:: RECORDS FOR THE EXERCISE

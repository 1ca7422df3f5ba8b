//! Coordinator errors

use std::time::Duration;

use contracts::StorageError;
use ingestion::LinkError;
use thiserror::Error;

/// Pipeline coordinator error
#[derive(Debug, Error)]
pub enum CoordinatorError {
    /// Device link could not be opened or started
    #[error("device link error: {0}")]
    Link(#[from] LinkError),

    /// A component did not finish within its shutdown budget
    #[error("{component} did not stop within {timeout:?}")]
    ShutdownTimeout {
        component: &'static str,
        timeout: Duration,
    },

    /// Storage query failed while building a report
    #[error("storage error: {0}")]
    Storage(#[from] StorageError),

    /// Report could not be serialized or written
    #[error("report error: {0}")]
    Report(String),
}

impl CoordinatorError {
    pub fn shutdown_timeout(component: &'static str, timeout: Duration) -> Self {
        Self::ShutdownTimeout { component, timeout }
    }
}

/// Result type alias for coordinator operations
pub type Result<T> = std::result::Result<T, CoordinatorError>;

::::

### [DESCRIPTION OF THE TASK]
Lines with the word "CoordinatorError": copy each one from the data above.

### [ANSWER TO THIS EXERCISE]
pub enum CoordinatorError {
impl CoordinatorError {
pub type Result<T> = std::result::Result<T, CoordinatorError>;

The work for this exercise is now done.